Community radio value chain
The Mapping Community Radio in Sub-Saharan Africa ,report by FOJO Media Institute and Wits Journalism highlights the value of community radio as it bridges mainstream media coverage information gaps in African communities in 2021.
“Millions of people now rely on community radio for their information needs. Often it serves audiences in remote rural areas and urban informal settlements. If information is power, community radio stations do a great deal to redress imbalances in power,” the report said.
Alex FM station manager Takalane Nemangowe said while contributions and donations have meant they can get back on air, the challenges are now income-related. That is because local businesses remain shut after rioters plundered their premises.
“We’ve lost a lot of business because as a community radio station we rely on local businesses to invest or play adverts for us to survive, Malls like Pan Africa mall and Yarona building where we are based were damaged and 80% of our revenue was coming from these local businesses,” said Nemangowe.
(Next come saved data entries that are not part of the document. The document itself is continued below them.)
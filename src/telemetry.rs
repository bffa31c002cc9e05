//! Telemetry metric name constants.
//!
//! Centralised metric names for marquee operations. Consumers install
//! their own `metrics` recorder (e.g. prometheus, statsd); without a
//! recorder installed, all metric calls are no-ops.
//!
//! # Metric naming conventions
//!
//! All metrics are prefixed with `marquee_`. Counters end in `_total`,
//! histograms use meaningful units (e.g. `_seconds`).
//!
//! # Common labels
//!
//! - `status` — outcome: "ok" or "error"

/// Upstream page attempts, one per HTTP round trip.
///
/// Labels: `status` ("ok" | "error").
pub const PAGE_FETCHES_TOTAL: &str = "marquee_page_fetches_total";

/// Duration of a single page attempt in seconds.
pub const PAGE_FETCH_DURATION_SECONDS: &str = "marquee_page_fetch_duration_seconds";

/// Total retry attempts (not counting the initial request).
pub const RETRIES_TOTAL: &str = "marquee_retries_total";

/// Result cache hits.
pub const CACHE_HITS_TOTAL: &str = "marquee_cache_hits_total";

/// Result cache misses.
pub const CACHE_MISSES_TOTAL: &str = "marquee_cache_misses_total";

/// Calls rejected by the rate gate.
pub const RATE_LIMITED_TOTAL: &str = "marquee_rate_limited_total";

/// Full pagination runs.
///
/// Labels: `status` ("ok" | "error").
pub const AGGREGATIONS_TOTAL: &str = "marquee_aggregations_total";
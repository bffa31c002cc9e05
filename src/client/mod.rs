//! Upstream page fetching.
//!
//! - [`PageSource`] — one attempt at one page. [`HttpPageSource`] is the
//!   production implementation; tests plug in their own.
//! - [`PageClient`] — wraps a source with retry-with-backoff and an
//!   overall deadline, and turns the final failure into
//!   [`MarqueeError::UpstreamFetch`].

pub mod http;
pub mod retry;

use std::sync::Arc;
use std::time::{Duration, Instant};

use async_trait::async_trait;

pub use http::HttpPageSource;
pub use retry::RetryConfig;

use crate::error::FetchError;
use crate::telemetry;
use crate::types::MoviePage;
use crate::{MarqueeError, Result};

/// A single-attempt source of movie pages.
#[async_trait]
pub trait PageSource: Send + Sync {
    /// Short name used in logs.
    fn name(&self) -> &str;

    /// Fetch page `page` (1-based) once.
    async fn fetch(&self, page: u32) -> std::result::Result<MoviePage, FetchError>;
}

/// Settings for the HTTP client and the per-page retry envelope.
///
/// ```rust
/// # use marquee::ClientConfig;
/// # use std::time::Duration;
/// let config = ClientConfig::new("http://localhost:8080/api/movies/search")
///     .connect_timeout(Duration::from_secs(2))
///     .max_connections(64);
/// assert_eq!(config.response_timeout, Duration::from_secs(10));
/// ```
#[derive(Debug, Clone)]
pub struct ClientConfig {
    /// Upstream listing endpoint; `?page=n` is appended per request.
    pub movies_url: String,
    /// TCP connect timeout. Default: 5s.
    pub connect_timeout: Duration,
    /// Per-request response timeout. Default: 10s.
    pub response_timeout: Duration,
    /// Maximum concurrent upstream requests across all fetches. Default: 500.
    pub max_connections: usize,
    /// Idle pooled connections are closed after this long. Default: 20s.
    pub pool_idle_timeout: Duration,
    /// Deadline for one page including all retries. Default: 15s.
    pub deadline: Duration,
    /// Retry policy for failed attempts.
    pub retry: RetryConfig,
}

impl ClientConfig {
    pub fn new(movies_url: impl Into<String>) -> Self {
        Self {
            movies_url: movies_url.into(),
            connect_timeout: Duration::from_secs(5),
            response_timeout: Duration::from_secs(10),
            max_connections: 500,
            pool_idle_timeout: Duration::from_secs(20),
            deadline: Duration::from_secs(15),
            retry: RetryConfig::default(),
        }
    }

    pub fn connect_timeout(mut self, timeout: Duration) -> Self {
        self.connect_timeout = timeout;
        self
    }

    pub fn response_timeout(mut self, timeout: Duration) -> Self {
        self.response_timeout = timeout;
        self
    }

    pub fn max_connections(mut self, n: usize) -> Self {
        self.max_connections = n;
        self
    }

    pub fn pool_idle_timeout(mut self, timeout: Duration) -> Self {
        self.pool_idle_timeout = timeout;
        self
    }

    pub fn deadline(mut self, deadline: Duration) -> Self {
        self.deadline = deadline;
        self
    }

    pub fn retry(mut self, retry: RetryConfig) -> Self {
        self.retry = retry;
        self
    }
}

/// Fetches pages with retry and an overall deadline.
///
/// Cheap to share: hold it in an `Arc` and call [`fetch_page`](Self::fetch_page)
/// from as many tasks as needed.
pub struct PageClient {
    source: Arc<dyn PageSource>,
    retry: RetryConfig,
    deadline: Duration,
}

impl PageClient {
    /// Wrap a source with the default retry policy and a 15s deadline.
    pub fn new(source: Arc<dyn PageSource>) -> Self {
        Self {
            source,
            retry: RetryConfig::default(),
            deadline: Duration::from_secs(15),
        }
    }

    /// Build a client over [`HttpPageSource`] from `config`.
    pub fn http(config: &ClientConfig) -> Result<Self> {
        let source = HttpPageSource::new(config)?;
        Ok(Self::new(Arc::new(source))
            .with_retry(config.retry.clone())
            .with_deadline(config.deadline))
    }

    pub fn with_retry(mut self, retry: RetryConfig) -> Self {
        self.retry = retry;
        self
    }

    pub fn with_deadline(mut self, deadline: Duration) -> Self {
        self.deadline = deadline;
        self
    }

    pub fn deadline(&self) -> Duration {
        self.deadline
    }

    pub fn retry_config(&self) -> &RetryConfig {
        &self.retry
    }

    /// Fetch one page, retrying any failure until the attempts or the
    /// deadline run out. No partial page is ever returned.
    pub async fn fetch_page(&self, page: u32) -> Result<MoviePage> {
        let attempts = retry::with_retry(&self.retry, page, || self.attempt(page));
        match tokio::time::timeout(self.deadline, attempts).await {
            Ok(Ok(movies)) => Ok(movies),
            Ok(Err(cause)) => Err(MarqueeError::UpstreamFetch { page, cause }),
            Err(_) => Err(MarqueeError::UpstreamFetch {
                page,
                cause: FetchError::Timeout(self.deadline),
            }),
        }
    }

    async fn attempt(&self, page: u32) -> std::result::Result<MoviePage, FetchError> {
        let start = Instant::now();
        let result = self.source.fetch(page).await;
        let status = if result.is_ok() { "ok" } else { "error" };

        metrics::counter!(telemetry::PAGE_FETCHES_TOTAL, "status" => status).increment(1);
        metrics::histogram!(telemetry::PAGE_FETCH_DURATION_SECONDS)
            .record(start.elapsed().as_secs_f64());
        result
    }
}
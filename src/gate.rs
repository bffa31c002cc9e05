//! Process-wide rate gate for the director query.
//!
//! [`RateGate`] hands out at most `capacity` permits in any rolling
//! `window`. A denied call fails immediately; nothing queues, nothing
//! retries. One gate is shared by every caller of
//! [`DirectorService`](crate::DirectorService).
//!
//! The gate keeps the instants of the grants still inside the window
//! (never more than `capacity` of them), so the bound holds for every
//! window position, not just aligned ones.

use std::collections::VecDeque;
use std::sync::{Mutex, MutexGuard, PoisonError};
use std::time::Duration;

use tokio::time::Instant;

/// Configuration for the rate gate.
///
/// ```rust
/// # use marquee::RateGateConfig;
/// # use std::time::Duration;
/// let config = RateGateConfig::new()
///     .capacity(10)
///     .window(Duration::from_secs(1));
/// ```
#[derive(Debug, Clone)]
pub struct RateGateConfig {
    /// Permits granted per window. Default: 3.
    pub capacity: u32,
    /// Rolling window length. Default: 60s.
    pub window: Duration,
}

impl Default for RateGateConfig {
    fn default() -> Self {
        Self {
            capacity: 3,
            window: Duration::from_secs(60),
        }
    }
}

impl RateGateConfig {
    /// Create a new config with the default 3 permits per 60 seconds.
    pub fn new() -> Self {
        Self::default()
    }

    /// Set the number of permits per window.
    pub fn capacity(mut self, n: u32) -> Self {
        self.capacity = n;
        self
    }

    /// Set the window length.
    pub fn window(mut self, window: Duration) -> Self {
        self.window = window;
        self
    }
}

/// Rolling-window permit counter, safe to share across tasks.
#[derive(Debug)]
pub struct RateGate {
    capacity: u32,
    window: Duration,
    grants: Mutex<VecDeque<Instant>>,
}

impl RateGate {
    pub fn new(config: &RateGateConfig) -> Self {
        Self {
            capacity: config.capacity,
            window: config.window,
            grants: Mutex::new(VecDeque::with_capacity(config.capacity as usize)),
        }
    }

    /// Take a permit if one is free right now.
    pub fn try_acquire(&self) -> bool {
        self.acquire().is_ok()
    }

    /// Take a permit, or report how long until the oldest grant expires.
    pub fn acquire(&self) -> Result<(), Duration> {
        let now = Instant::now();
        let mut grants = self.lock();
        self.expire(&mut grants, now);

        if (grants.len() as u32) < self.capacity {
            grants.push_back(now);
            return Ok(());
        }

        let retry_after = grants
            .front()
            .map(|oldest| self.window.saturating_sub(now.duration_since(*oldest)))
            .unwrap_or(self.window);
        Err(retry_after)
    }

    /// Permits that would be granted right now.
    pub fn available(&self) -> u32 {
        let now = Instant::now();
        let mut grants = self.lock();
        self.expire(&mut grants, now);
        self.capacity.saturating_sub(grants.len() as u32)
    }

    pub fn capacity(&self) -> u32 {
        self.capacity
    }

    pub fn window(&self) -> Duration {
        self.window
    }

    fn expire(&self, grants: &mut VecDeque<Instant>, now: Instant) {
        while let Some(oldest) = grants.front() {
            if now.duration_since(*oldest) >= self.window {
                grants.pop_front();
            } else {
                break;
            }
        }
    }

    // The deque is valid after every push/pop, so a poisoned lock is safe to reuse.
    fn lock(&self) -> MutexGuard<'_, VecDeque<Instant>> {
        self.grants.lock().unwrap_or_else(PoisonError::into_inner)
    }
}

impl Default for RateGate {
    fn default() -> Self {
        Self::new(&RateGateConfig::default())
    }
}
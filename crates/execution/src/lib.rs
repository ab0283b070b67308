//! Execution layer - dispatch, criterion C and the mission control facade.

#![warn(missing_docs)]

pub mod control;
pub mod engine;
pub mod error;
pub mod pool;
pub mod registry;

#[cfg(test)]
mod fakes;

pub use control::MissionControl;
pub use engine::{EngineConfig, ExecutionEngine, RunAccepted, RunReport};
pub use error::{EngineError, Result};
pub use pool::{JobHandle, JobId, WorkerPool};
pub use registry::{Effect, EffectHandler, EffectRegistry};
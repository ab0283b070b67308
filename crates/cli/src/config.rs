//! Application configuration.

use std::path::{Path, PathBuf};
use std::sync::Arc;
use anyhow::{Context, Result};
use mission_execution::{EffectRegistry, EngineConfig, ExecutionEngine, MissionControl};
use mission_storage::JsonBoardStore;
use mission_tools::ToolsConfig;
use mission_work::{BoardConfig, BoardService};
use serde::{Deserialize, Serialize};
use tracing::info;

/// Everything the binary needs to assemble the board.
#[derive(Debug, Clone, Serialize, Deserialize)]
#[serde(default)]
pub struct AppConfig {
    /// Board document path
    pub store_path: PathBuf,
    /// Board service settings
    pub board: BoardConfig,
    /// Execution engine settings
    pub engine: EngineConfig,
    /// Collaborator settings
    pub tools: ToolsConfig,
}

impl Default for AppConfig {
    fn default() -> Self {
        Self {
            store_path: PathBuf::from(".missions/board.json"),
            board: BoardConfig::default(),
            engine: EngineConfig::default(),
            tools: ToolsConfig::default(),
        }
    }
}

impl AppConfig {
    /// Load from a JSON file, or defaults when no file is given.
    pub fn load(path: Option<&Path>) -> Result<Self> {
        let Some(path) = path else {
            return Ok(Self::default());
        };
        let text = std::fs::read_to_string(path)
            .with_context(|| format!("Failed to read config {}", path.display()))?;
        serde_json::from_str(&text)
            .with_context(|| format!("Invalid config {}", path.display()))
    }

    /// Apply the `--store` override.
    pub fn with_store(mut self, store: Option<PathBuf>) -> Self {
        if let Some(store) = store {
            self.store_path = store;
        }
        self
    }

    /// Assemble the facade.
    pub async fn build(&self) -> Result<MissionControl> {
        let store = JsonBoardStore::new(&self.store_path)
            .await
            .with_context(|| format!("Failed to open store {}", self.store_path.display()))?;
        let board = BoardService::new(Arc::new(store), self.board.clone());

        let mut effects = EffectRegistry::new();
        for (kind, executor) in self.tools.build_effect_executors() {
            effects.register_executor(&kind, executor);
        }
        if !effects.kinds().is_empty() {
            info!("Effects registered for kinds: {}", effects.kinds().join(", "));
        }

        let engine = ExecutionEngine::new(
            board.clone(),
            self.tools.build_executor(),
            Arc::new(self.tools.build_inspector()),
            self.engine.clone(),
        )
        .with_notifier(self.tools.build_notifier())
        .with_effects(effects);
        Ok(MissionControl::new(board, engine))
    }
}
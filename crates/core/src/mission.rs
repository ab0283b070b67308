//! Mission model - the unit of work tracked through the pipeline.

use serde::{Deserialize, Serialize};
use crate::id::{MissionId, SessionId};
use crate::Time;

/// A mission is a unit of work that moves between board columns.
#[derive(Debug, Clone, PartialEq, Serialize, Deserialize)]
#[serde(default, rename_all = "camelCase")]
pub struct Mission {
    /// Unique identifier (empty until the index assigns one)
    #[serde(deserialize_with = "crate::lenient::text")]
    pub id: MissionId,

    /// Mission title
    #[serde(deserialize_with = "crate::lenient::text")]
    pub title: String,

    /// Detailed description
    #[serde(deserialize_with = "crate::lenient::text")]
    pub description: String,

    /// Owning agent; selects the execution context
    #[serde(deserialize_with = "crate::lenient::text")]
    pub agent: String,

    /// Classification tag selecting an automated effect
    #[serde(skip_serializing_if = "Option::is_none")]
    #[serde(deserialize_with = "crate::lenient::or_default")]
    pub kind: Option<String>,

    /// Risk level: 0 (none), 1 (needs approval), 2 (needs monarch approval too)
    #[serde(deserialize_with = "crate::lenient::risk_level")]
    pub risk_level: u8,

    /// Approval flag required for risk level >= 1
    #[serde(deserialize_with = "crate::lenient::or_default")]
    pub approved: bool,

    /// Monarch approval flag required for risk level >= 2
    #[serde(deserialize_with = "crate::lenient::or_default")]
    pub monarch_approved: bool,

    /// Latest execution attempt
    #[serde(deserialize_with = "crate::lenient::or_default")]
    pub execution: ExecutionRecord,

    /// Free-text note describing what the user still has to do
    #[serde(skip_serializing_if = "Option::is_none")]
    #[serde(deserialize_with = "crate::lenient::or_default")]
    pub needs_user_action: Option<String>,

    /// Creation timestamp
    #[serde(deserialize_with = "crate::lenient::time_or_now")]
    pub created_at: Time,

    /// Last update timestamp
    #[serde(skip_serializing_if = "Option::is_none")]
    #[serde(deserialize_with = "crate::lenient::or_default")]
    pub updated_at: Option<Time>,

    /// Client-supplied fields this model does not know about
    #[serde(flatten)]
    pub extra: serde_json::Map<String, serde_json::Value>,
}

impl Default for Mission {
    fn default() -> Self {
        Self {
            id: MissionId::default(),
            title: String::new(),
            description: String::new(),
            agent: String::new(),
            kind: None,
            risk_level: 0,
            approved: false,
            monarch_approved: false,
            execution: ExecutionRecord::default(),
            needs_user_action: None,
            created_at: chrono::Utc::now(),
            updated_at: None,
            extra: serde_json::Map::new(),
        }
    }
}

impl Mission {
    /// Create a new mission with a generated id.
    pub fn new(title: impl Into<String>) -> Self {
        Self {
            id: MissionId::generate(),
            title: title.into(),
            ..Default::default()
        }
    }

    /// Set the id.
    pub fn with_id(mut self, id: impl Into<MissionId>) -> Self {
        self.id = id.into();
        self
    }

    /// Set the description.
    pub fn with_description(mut self, description: impl Into<String>) -> Self {
        self.description = description.into();
        self
    }

    /// Set the owning agent.
    pub fn with_agent(mut self, agent: impl Into<String>) -> Self {
        self.agent = agent.into();
        self
    }

    /// Set the risk level.
    pub fn with_risk_level(mut self, risk_level: u8) -> Self {
        self.risk_level = risk_level;
        self
    }

    /// Stamp `updated_at`.
    pub fn touch(&mut self) {
        self.updated_at = Some(chrono::Utc::now());
    }
}

/// Tracks one attempt to carry out a mission.
#[derive(Debug, Clone, Default, PartialEq, Serialize, Deserialize)]
#[serde(default, rename_all = "camelCase")]
pub struct ExecutionRecord {
    /// Session of the current (or last) run
    #[serde(skip_serializing_if = "Option::is_none")]
    #[serde(deserialize_with = "crate::lenient::or_default")]
    pub session_id: Option<SessionId>,

    /// Agent the run was dispatched to
    #[serde(skip_serializing_if = "Option::is_none")]
    #[serde(deserialize_with = "crate::lenient::or_default")]
    pub agent: Option<String>,

    /// When the run started
    #[serde(skip_serializing_if = "Option::is_none")]
    #[serde(deserialize_with = "crate::lenient::or_default")]
    pub started_at: Option<Time>,

    /// When the run ended
    #[serde(skip_serializing_if = "Option::is_none")]
    #[serde(deserialize_with = "crate::lenient::or_default")]
    pub ended_at: Option<Time>,

    /// Last time the record changed
    #[serde(skip_serializing_if = "Option::is_none")]
    #[serde(deserialize_with = "crate::lenient::or_default")]
    pub updated_at: Option<Time>,

    /// Current status
    #[serde(deserialize_with = "crate::lenient::status")]
    pub status: ExecutionStatus,

    /// Evidence entries, insertion ordered and de-duplicated
    #[serde(deserialize_with = "crate::lenient::strings")]
    pub evidence: Vec<String>,

    /// Truncated executor output
    #[serde(skip_serializing_if = "Option::is_none")]
    #[serde(deserialize_with = "crate::lenient::or_default")]
    pub summary: Option<String>,
}

impl ExecutionRecord {
    /// Merge evidence entries, keeping insertion order and skipping blanks and
    /// duplicates. Returns how many entries were added.
    pub fn merge_evidence<I, S>(&mut self, entries: I) -> usize
    where
        I: IntoIterator<Item = S>,
        S: Into<String>,
    {
        let mut added = 0;
        for entry in entries {
            let entry = entry.into();
            let entry = entry.trim();
            if entry.is_empty() || self.evidence.iter().any(|e| e == entry) {
                continue;
            }
            self.evidence.push(entry.to_string());
            added += 1;
        }
        added
    }

    /// Whether any evidence has been collected.
    pub fn has_evidence(&self) -> bool {
        !self.evidence.is_empty()
    }
}

/// Execution status.
#[derive(Debug, Clone, Copy, Default, PartialEq, Eq, Hash, Serialize, Deserialize)]
#[serde(rename_all = "snake_case")]
pub enum ExecutionStatus {
    /// Never dispatched
    #[default]
    Pending,
    /// Dispatched, waiting on the executor
    Running,
    /// Executor succeeded and the change was verified
    Effective,
    /// Executor failed, timed out, or was reclaimed by the watchdog
    Failed,
    /// Executor succeeded but no verifiable change was observed
    ProofPending,
}

impl ExecutionStatus {
    /// All statuses, in lifecycle order.
    pub const ALL: [ExecutionStatus; 5] = [
        Self::Pending,
        Self::Running,
        Self::Effective,
        Self::Failed,
        Self::ProofPending,
    ];

    /// Whether a run has finished in this status.
    pub fn is_finished(self) -> bool {
        matches!(self, Self::Effective | Self::Failed | Self::ProofPending)
    }

    /// Whether `next` is a legal advance from this status.
    ///
    /// pending -> running -> {effective, failed, proof_pending}; a running
    /// mission may be re-dispatched (override) and a finished one retried.
    pub fn can_advance_to(self, next: ExecutionStatus) -> bool {
        match (self, next) {
            (Self::Pending, Self::Running) => true,
            (Self::Running, _) => next != Self::Pending,
            (finished, Self::Running) if finished.is_finished() => true,
            _ => false,
        }
    }

    /// Wire name.
    pub fn as_str(self) -> &'static str {
        match self {
            Self::Pending => "pending",
            Self::Running => "running",
            Self::Effective => "effective",
            Self::Failed => "failed",
            Self::ProofPending => "proof_pending",
        }
    }
}

impl std::fmt::Display for ExecutionStatus {
    fn fmt(&self, f: &mut std::fmt::Formatter<'_>) -> std::fmt::Result {
        f.write_str(self.as_str())
    }
}

/// Error parsing an execution status.
#[derive(Debug, Clone, PartialEq, Eq, thiserror::Error)]
#[error("unknown execution status: {0}")]
pub struct UnknownStatus(pub String);

impl std::str::FromStr for ExecutionStatus {
    type Err = UnknownStatus;

    fn from_str(s: &str) -> Result<Self, Self::Err> {
        let normalized = s.trim().to_lowercase().replace(['-', ' '], "_");
        Self::ALL
            .into_iter()
            .find(|status| status.as_str() == normalized)
            .ok_or_else(|| UnknownStatus(s.to_string()))
    }
}

#[cfg(test)]
mod tests {
    use super::*;

    #[test]
    fn test_merge_evidence_dedups_in_order() {
        let mut record = ExecutionRecord::default();
        let added = record.merge_evidence(["a", "b", "a", "  ", "c"]);
        assert_eq!(added, 3);
        assert_eq!(record.evidence, vec!["a", "b", "c"]);

        let added = record.merge_evidence(vec!["c".to_string(), "d".to_string()]);
        assert_eq!(added, 1);
        assert_eq!(record.evidence, vec!["a", "b", "c", "d"]);
    }

    #[test]
    fn test_status_advances() {
        use ExecutionStatus::*;
        assert!(Pending.can_advance_to(Running));
        assert!(!Pending.can_advance_to(Effective));
        assert!(Running.can_advance_to(Effective));
        assert!(Running.can_advance_to(ProofPending));
        assert!(Running.can_advance_to(Failed));
        assert!(!Running.can_advance_to(Pending));
        assert!(Failed.can_advance_to(Running));
        assert!(!Failed.can_advance_to(Effective));
        assert!(!Effective.can_advance_to(Pending));
    }

    #[test]
    fn test_status_parse() {
        assert_eq!("proof-pending".parse::<ExecutionStatus>(), Ok(ExecutionStatus::ProofPending));
        assert_eq!("Effective".parse::<ExecutionStatus>(), Ok(ExecutionStatus::Effective));
        assert!("done".parse::<ExecutionStatus>().is_err());
    }

    #[test]
    fn test_mission_json_uses_camel_case_and_keeps_unknown_fields() {
        let json = serde_json::json!({
            "id": "m1",
            "title": "Fix header",
            "riskLevel": 2,
            "monarchApproved": true,
            "execution": { "status": "proof_pending", "evidence": ["x"] },
            "color": "red"
        });
        let mission: Mission = serde_json::from_value(json).unwrap();
        assert_eq!(mission.id.as_str(), "m1");
        assert_eq!(mission.risk_level, 2);
        assert!(mission.monarch_approved);
        assert_eq!(mission.execution.status, ExecutionStatus::ProofPending);
        assert_eq!(mission.extra.get("color"), Some(&serde_json::json!("red")));

        let back = serde_json::to_value(&mission).unwrap();
        assert_eq!(back["riskLevel"], 2);
        assert_eq!(back["color"], "red");
    }
}
//! Mission index: id assignment, duplicate removal, and merging client layouts.

use std::collections::{BTreeMap, HashSet};
use crate::board::{Board, Column};
use crate::id::MissionId;
use crate::mission::Mission;

/// Outcome of an index rebuild.
#[derive(Debug, Clone, Default, PartialEq)]
pub struct IndexRebuild {
    /// The id -> id map now stored on the board
    pub index: BTreeMap<MissionId, MissionId>,

    /// Ids generated for missions that had none
    pub assigned: Vec<MissionId>,

    /// Ids of duplicate entries that were removed
    pub dropped: Vec<MissionId>,
}

impl IndexRebuild {
    /// Whether the rebuild changed the columns.
    pub fn changed_columns(&self) -> bool {
        !self.assigned.is_empty() || !self.dropped.is_empty()
    }
}

/// Rebuild the mission index.
///
/// Missions without an id get a fresh one. When an id appears more than once,
/// the first occurrence in column-then-item order is kept and later ones are
/// removed from the board.
pub fn rebuild_index(board: &mut Board) -> IndexRebuild {
    let mut seen = HashSet::new();
    let mut rebuild = IndexRebuild::default();

    for column in &mut board.columns {
        column.items.retain_mut(|mission| {
            if mission.id.is_empty() {
                mission.id = MissionId::generate();
                rebuild.assigned.push(mission.id.clone());
            }
            if seen.insert(mission.id.clone()) {
                true
            } else {
                rebuild.dropped.push(mission.id.clone());
                false
            }
        });
    }

    rebuild.index = seen.into_iter().map(|id| (id.clone(), id)).collect();
    board.mission_index = rebuild.index.clone();
    rebuild
}

/// Merge a client-supplied column layout with the canonical board.
///
/// For every incoming mission that shares an id with a canonical one, the
/// protected fields (identity, title, description, kind, execution record,
/// creation time) come from canonical; everything else keeps the incoming
/// value. Incoming missions unknown to canonical are returned as-is.
pub fn merge_incoming(canonical: &Board, incoming: Vec<Column>) -> Vec<Column> {
    incoming
        .into_iter()
        .map(|mut column| {
            for mission in &mut column.items {
                if mission.id.is_empty() {
                    continue;
                }
                if let Some(existing) = canonical.mission(&mission.id) {
                    protect_fields(mission, existing);
                }
            }
            column
        })
        .collect()
}

fn protect_fields(incoming: &mut Mission, canonical: &Mission) {
    incoming.id = canonical.id.clone();
    incoming.title = canonical.title.clone();
    incoming.description = canonical.description.clone();
    incoming.kind = canonical.kind.clone();
    incoming.execution = canonical.execution.clone();
    incoming.created_at = canonical.created_at;
}
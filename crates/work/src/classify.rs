//! Mission kind inference.

use regex::Regex;
use serde::{Deserialize, Serialize};
use tracing::warn;

/// Infers a mission's kind from its text.
pub trait Classifier: Send + Sync {
    /// Return the kind tag, or `None` when nothing matches.
    fn infer(&self, title: &str, description: &str) -> Option<String>;
}

/// One keyword rule: a regex and the kind it yields.
#[derive(Debug, Clone, PartialEq, Eq, Serialize, Deserialize)]
pub struct KeywordRule {
    /// Regex matched against title and description
    pub pattern: String,
    /// Kind tag on match
    pub kind: String,
}

impl KeywordRule {
    /// Create a rule.
    pub fn new(pattern: impl Into<String>, kind: impl Into<String>) -> Self {
        Self {
            pattern: pattern.into(),
            kind: kind.into(),
        }
    }
}

/// Builtin rules used when none are configured.
pub fn default_rules() -> Vec<KeywordRule> {
    vec![
        KeywordRule::new(r"(?i)\b(fix|bug|refactor|implement|patch|compile|test)\b", "code"),
        KeywordRule::new(r"(?i)\b(reply|respond|email|message|notify)\b", "reply"),
        KeywordRule::new(r"(?i)\b(research|investigate|summari[sz]e|compare)\b", "research"),
    ]
}

/// Rule-based classifier. The first matching rule wins.
pub struct KeywordClassifier {
    rules: Vec<(Regex, String)>,
}

impl KeywordClassifier {
    /// Compile `rules`.
    pub fn new(rules: &[KeywordRule]) -> Result<Self, regex::Error> {
        let rules = rules
            .iter()
            .map(|rule| Ok((Regex::new(&rule.pattern)?, rule.kind.clone())))
            .collect::<Result<Vec<_>, regex::Error>>()?;
        Ok(Self { rules })
    }

    /// Compile `rules`, skipping invalid patterns. Falls back to the builtin
    /// rules when `rules` is empty.
    pub fn lenient(rules: &[KeywordRule]) -> Self {
        let defaults;
        let rules = if rules.is_empty() {
            defaults = default_rules();
            &defaults
        } else {
            rules
        };

        let compiled = rules
            .iter()
            .filter_map(|rule| match Regex::new(&rule.pattern) {
                Ok(regex) => Some((regex, rule.kind.clone())),
                Err(e) => {
                    warn!("Skipping classifier rule {:?}: {}", rule.pattern, e);
                    None
                }
            })
            .collect();
        Self { rules: compiled }
    }
}

impl Default for KeywordClassifier {
    fn default() -> Self {
        Self::lenient(&[])
    }
}

impl Classifier for KeywordClassifier {
    fn infer(&self, title: &str, description: &str) -> Option<String> {
        self.rules
            .iter()
            .find(|(regex, _)| regex.is_match(title) || regex.is_match(description))
            .map(|(_, kind)| kind.clone())
    }
}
Thulani Thomo, a radio presenter at Kasie FM based in Spruitview east of Johannesburg said that besides the data that was lost when computers were stolen, they experienced a challenge connecting with the community and participating as the mall they are based at remains closed.
“The community had no access to us as there were no walk-ins and this limited our ability to serve the community as we did. This affected the community and us as journalists in doing our work,” he said.
Nmangowe emphasises that a lesson learnt as they rebuild is that as a community radio station, they needed to avail themselves to the community physically as they do on air.
“ We need to go back and be closer to them and bring the services they need most from us to them,” he said.
At the same time, stations such as Westside FM have found inventive ways to continue informing their listeners.
“The unrest like COVID taught us to adapt and in retaining audiences, we’ve had to make use of digital technologies […] we were keeping afloat with the community presenting the cases,” said Mmolawa.
Alex FM has championed pillaring the community by initiating a programme where they converse and facilitate solution-based dialogue that continues to hold leaders accountable.
“We want people to tell us what their issues are and be able to put executives on the spot to answer the people […] we are building our platform to find solutions to the problem that people might be faced with as opposed to people going to destroy property,” said Nemangowe.
Westside FM has another problem which many stations affected by the violence are reporting. Their staffers are in physical danger but they are determined to continue the task of educating and informing their audience. At the same time, this station may have to move out of an area that is considered dangerous.
“We have tough choices to make in terms of what’s best and we might have to move out of the township and from outside the community, we would be out of touch with the communities we try to empower, ” said Mmolawa.